Assignment> In how many lines of the listing below does the word "EmptyCart" occur? Say only the number.

Given records>
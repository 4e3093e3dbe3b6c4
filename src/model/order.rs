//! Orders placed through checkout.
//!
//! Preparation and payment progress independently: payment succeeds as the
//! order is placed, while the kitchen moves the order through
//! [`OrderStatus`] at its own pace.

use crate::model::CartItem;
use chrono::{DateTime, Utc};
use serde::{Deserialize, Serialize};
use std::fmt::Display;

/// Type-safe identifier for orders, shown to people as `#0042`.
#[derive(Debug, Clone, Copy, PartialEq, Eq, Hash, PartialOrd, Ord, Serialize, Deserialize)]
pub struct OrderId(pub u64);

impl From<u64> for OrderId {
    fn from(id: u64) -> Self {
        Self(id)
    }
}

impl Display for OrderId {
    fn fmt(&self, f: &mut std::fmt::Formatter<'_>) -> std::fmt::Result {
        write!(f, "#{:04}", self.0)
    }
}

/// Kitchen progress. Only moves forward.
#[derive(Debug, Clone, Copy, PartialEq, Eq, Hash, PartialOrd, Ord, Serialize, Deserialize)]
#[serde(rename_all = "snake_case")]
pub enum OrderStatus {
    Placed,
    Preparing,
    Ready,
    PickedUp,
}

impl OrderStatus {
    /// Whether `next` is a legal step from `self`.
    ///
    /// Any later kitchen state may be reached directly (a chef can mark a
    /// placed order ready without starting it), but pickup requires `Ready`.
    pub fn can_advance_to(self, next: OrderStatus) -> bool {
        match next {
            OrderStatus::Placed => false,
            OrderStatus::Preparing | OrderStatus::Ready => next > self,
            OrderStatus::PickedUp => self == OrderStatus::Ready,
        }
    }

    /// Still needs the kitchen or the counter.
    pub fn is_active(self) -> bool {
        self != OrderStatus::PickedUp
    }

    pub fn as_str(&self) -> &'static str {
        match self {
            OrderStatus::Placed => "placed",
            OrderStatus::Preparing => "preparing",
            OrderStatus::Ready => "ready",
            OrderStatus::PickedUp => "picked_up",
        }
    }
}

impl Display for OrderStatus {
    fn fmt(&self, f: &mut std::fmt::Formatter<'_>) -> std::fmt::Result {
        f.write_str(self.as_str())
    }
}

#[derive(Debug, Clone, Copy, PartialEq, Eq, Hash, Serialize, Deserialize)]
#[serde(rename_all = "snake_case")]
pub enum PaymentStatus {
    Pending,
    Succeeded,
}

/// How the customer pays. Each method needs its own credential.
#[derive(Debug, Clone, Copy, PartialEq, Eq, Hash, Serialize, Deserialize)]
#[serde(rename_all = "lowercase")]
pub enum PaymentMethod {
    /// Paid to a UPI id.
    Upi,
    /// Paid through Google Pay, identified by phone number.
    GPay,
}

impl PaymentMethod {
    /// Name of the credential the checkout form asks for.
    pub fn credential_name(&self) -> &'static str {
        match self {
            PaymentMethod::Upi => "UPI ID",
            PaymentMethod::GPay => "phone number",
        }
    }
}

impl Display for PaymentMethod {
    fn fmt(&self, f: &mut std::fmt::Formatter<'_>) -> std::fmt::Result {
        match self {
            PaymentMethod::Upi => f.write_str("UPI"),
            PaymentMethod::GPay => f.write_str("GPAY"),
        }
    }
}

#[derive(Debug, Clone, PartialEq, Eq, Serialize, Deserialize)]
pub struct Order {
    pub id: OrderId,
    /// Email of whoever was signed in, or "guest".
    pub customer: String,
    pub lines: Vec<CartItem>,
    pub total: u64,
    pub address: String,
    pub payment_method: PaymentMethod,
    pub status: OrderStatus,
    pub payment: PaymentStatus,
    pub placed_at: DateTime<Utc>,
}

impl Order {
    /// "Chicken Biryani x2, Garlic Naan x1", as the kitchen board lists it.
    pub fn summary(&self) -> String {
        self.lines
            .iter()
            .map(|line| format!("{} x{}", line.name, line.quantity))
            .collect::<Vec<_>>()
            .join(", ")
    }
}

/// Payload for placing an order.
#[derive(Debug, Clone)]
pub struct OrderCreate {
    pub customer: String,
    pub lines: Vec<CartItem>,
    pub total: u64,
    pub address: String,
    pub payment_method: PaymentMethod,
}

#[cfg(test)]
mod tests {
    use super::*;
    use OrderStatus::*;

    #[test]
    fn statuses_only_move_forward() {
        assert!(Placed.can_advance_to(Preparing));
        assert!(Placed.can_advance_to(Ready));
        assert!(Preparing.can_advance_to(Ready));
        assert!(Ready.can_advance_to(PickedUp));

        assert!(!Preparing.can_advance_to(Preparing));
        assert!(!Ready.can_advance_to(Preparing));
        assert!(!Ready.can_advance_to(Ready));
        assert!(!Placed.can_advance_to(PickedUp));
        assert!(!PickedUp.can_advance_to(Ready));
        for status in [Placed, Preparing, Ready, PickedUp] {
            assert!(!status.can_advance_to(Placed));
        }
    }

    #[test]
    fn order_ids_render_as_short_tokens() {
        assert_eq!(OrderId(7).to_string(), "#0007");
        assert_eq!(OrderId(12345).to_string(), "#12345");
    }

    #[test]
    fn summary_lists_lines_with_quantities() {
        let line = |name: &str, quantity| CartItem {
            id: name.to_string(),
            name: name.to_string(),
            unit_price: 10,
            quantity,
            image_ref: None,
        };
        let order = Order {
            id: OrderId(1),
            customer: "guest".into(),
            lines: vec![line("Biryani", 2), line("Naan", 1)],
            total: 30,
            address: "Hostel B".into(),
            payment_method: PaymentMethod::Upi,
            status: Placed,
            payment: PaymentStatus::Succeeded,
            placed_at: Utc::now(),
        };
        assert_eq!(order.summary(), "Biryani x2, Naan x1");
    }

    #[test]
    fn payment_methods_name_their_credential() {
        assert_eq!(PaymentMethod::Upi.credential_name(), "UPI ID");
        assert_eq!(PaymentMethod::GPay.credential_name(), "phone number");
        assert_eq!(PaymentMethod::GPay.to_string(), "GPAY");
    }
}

--

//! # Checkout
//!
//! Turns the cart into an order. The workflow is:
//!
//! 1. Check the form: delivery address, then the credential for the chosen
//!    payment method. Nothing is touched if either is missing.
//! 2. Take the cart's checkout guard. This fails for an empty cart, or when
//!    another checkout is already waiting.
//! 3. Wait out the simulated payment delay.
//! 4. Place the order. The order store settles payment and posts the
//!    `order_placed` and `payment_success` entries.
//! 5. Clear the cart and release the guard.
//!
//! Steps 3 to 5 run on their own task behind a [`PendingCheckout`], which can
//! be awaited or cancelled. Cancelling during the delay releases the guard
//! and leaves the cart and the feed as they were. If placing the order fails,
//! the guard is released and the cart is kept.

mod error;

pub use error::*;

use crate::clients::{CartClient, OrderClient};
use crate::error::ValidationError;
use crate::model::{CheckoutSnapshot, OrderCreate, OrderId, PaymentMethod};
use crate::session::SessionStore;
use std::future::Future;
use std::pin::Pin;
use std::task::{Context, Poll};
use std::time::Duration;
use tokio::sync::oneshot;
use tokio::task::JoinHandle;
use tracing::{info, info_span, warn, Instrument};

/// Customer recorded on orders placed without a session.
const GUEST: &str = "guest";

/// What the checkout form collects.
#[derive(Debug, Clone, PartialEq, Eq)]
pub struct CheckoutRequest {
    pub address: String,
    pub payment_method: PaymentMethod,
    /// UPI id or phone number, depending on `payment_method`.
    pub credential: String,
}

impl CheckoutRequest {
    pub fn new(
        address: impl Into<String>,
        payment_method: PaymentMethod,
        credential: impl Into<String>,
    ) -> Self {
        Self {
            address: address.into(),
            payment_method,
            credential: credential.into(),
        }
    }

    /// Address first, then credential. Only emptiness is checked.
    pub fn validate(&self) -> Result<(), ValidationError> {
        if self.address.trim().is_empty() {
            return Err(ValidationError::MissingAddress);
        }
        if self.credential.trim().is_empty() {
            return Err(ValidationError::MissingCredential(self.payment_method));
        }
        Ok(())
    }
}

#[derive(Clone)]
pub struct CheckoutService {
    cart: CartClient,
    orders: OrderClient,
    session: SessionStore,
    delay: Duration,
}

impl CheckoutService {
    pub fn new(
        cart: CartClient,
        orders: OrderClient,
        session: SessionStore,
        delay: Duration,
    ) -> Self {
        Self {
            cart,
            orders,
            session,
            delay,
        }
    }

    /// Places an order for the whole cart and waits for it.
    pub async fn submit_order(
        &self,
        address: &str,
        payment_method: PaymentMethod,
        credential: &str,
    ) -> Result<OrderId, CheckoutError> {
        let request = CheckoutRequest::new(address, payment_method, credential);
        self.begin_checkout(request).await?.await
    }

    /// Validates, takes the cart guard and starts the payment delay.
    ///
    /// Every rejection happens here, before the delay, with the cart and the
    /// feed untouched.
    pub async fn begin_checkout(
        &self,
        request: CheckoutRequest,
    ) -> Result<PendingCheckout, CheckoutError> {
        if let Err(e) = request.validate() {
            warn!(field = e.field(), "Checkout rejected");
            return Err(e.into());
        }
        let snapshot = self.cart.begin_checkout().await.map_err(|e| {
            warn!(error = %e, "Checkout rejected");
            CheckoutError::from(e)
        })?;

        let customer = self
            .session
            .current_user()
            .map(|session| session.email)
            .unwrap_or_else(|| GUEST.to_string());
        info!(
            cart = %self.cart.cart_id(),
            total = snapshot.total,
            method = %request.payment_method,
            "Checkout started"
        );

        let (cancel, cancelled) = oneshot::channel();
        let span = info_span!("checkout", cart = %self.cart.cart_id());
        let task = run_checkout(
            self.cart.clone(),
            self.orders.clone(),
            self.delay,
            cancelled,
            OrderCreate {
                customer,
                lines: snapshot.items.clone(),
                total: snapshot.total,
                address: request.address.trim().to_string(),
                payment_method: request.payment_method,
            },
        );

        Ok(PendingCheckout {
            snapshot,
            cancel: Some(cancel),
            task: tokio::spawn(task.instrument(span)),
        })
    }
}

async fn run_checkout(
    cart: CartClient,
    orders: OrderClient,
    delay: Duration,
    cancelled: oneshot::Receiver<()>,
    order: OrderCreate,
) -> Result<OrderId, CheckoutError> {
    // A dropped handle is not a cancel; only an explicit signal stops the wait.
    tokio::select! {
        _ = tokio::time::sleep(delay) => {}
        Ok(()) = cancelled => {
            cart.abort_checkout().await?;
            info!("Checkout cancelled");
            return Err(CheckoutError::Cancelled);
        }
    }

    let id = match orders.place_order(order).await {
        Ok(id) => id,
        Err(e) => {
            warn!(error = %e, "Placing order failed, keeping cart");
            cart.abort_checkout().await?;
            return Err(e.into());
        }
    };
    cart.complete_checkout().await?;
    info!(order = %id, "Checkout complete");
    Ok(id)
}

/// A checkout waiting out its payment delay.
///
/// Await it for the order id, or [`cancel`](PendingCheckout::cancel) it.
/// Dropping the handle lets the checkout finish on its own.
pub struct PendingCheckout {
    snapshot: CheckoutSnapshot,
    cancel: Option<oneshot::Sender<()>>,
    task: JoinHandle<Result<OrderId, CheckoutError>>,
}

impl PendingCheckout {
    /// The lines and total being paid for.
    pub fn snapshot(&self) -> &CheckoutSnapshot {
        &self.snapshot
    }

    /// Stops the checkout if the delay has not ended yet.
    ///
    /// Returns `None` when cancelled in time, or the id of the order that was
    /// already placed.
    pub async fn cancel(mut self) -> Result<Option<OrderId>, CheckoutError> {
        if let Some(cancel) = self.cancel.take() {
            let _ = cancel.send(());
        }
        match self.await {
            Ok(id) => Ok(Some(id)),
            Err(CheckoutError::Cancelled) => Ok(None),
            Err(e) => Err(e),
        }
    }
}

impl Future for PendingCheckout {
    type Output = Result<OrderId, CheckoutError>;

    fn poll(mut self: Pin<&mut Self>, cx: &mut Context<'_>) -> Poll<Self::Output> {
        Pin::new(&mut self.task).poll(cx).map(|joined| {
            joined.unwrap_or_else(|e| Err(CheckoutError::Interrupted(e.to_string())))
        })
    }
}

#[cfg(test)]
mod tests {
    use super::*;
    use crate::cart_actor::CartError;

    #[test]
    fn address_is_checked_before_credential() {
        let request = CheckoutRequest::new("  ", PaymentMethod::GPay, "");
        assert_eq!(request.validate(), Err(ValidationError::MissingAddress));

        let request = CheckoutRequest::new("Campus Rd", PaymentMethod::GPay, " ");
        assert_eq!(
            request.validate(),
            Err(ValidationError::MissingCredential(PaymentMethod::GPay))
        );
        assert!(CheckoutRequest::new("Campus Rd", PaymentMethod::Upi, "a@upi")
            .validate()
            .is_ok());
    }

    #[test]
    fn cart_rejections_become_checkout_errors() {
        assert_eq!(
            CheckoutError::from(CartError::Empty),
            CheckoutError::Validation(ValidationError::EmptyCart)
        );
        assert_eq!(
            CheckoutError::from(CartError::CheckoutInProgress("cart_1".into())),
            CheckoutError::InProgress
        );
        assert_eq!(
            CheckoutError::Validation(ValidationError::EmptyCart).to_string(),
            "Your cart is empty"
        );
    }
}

---

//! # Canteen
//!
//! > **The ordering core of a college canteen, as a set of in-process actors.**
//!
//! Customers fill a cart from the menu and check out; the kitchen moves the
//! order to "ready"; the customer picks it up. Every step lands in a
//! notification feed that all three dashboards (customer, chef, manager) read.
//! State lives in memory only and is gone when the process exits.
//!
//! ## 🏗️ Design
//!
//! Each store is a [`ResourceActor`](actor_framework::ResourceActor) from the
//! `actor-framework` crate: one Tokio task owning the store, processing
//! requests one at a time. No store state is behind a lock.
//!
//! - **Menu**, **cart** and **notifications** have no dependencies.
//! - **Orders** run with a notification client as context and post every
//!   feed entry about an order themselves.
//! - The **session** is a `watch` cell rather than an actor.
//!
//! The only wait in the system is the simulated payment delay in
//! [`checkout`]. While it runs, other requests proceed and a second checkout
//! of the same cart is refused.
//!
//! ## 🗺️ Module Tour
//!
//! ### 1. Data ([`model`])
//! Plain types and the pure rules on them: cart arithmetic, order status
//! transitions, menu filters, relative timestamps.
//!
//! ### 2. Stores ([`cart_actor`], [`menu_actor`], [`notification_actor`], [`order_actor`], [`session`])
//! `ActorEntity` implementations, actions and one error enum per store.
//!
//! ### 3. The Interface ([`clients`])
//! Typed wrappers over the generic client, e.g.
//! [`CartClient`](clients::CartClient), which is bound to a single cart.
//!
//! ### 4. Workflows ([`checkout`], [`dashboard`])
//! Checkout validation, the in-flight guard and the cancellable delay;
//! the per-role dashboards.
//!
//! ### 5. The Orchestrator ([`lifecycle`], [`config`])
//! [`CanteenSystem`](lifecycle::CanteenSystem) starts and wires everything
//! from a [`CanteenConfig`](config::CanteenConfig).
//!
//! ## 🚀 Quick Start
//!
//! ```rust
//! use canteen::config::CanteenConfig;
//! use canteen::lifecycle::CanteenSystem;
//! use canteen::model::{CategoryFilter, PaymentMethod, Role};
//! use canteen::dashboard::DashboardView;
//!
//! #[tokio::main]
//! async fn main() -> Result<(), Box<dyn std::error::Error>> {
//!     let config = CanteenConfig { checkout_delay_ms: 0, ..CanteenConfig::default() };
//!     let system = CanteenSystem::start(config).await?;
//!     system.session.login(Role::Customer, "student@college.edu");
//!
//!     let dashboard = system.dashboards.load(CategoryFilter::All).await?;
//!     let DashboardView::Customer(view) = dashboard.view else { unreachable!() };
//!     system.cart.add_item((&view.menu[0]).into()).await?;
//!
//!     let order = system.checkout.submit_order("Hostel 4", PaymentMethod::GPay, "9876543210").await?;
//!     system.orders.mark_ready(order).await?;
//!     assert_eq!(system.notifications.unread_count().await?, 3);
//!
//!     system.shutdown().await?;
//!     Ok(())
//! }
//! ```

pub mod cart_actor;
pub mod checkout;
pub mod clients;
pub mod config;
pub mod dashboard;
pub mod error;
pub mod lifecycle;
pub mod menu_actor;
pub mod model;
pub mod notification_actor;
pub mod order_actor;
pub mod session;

Solution to this exercise> 2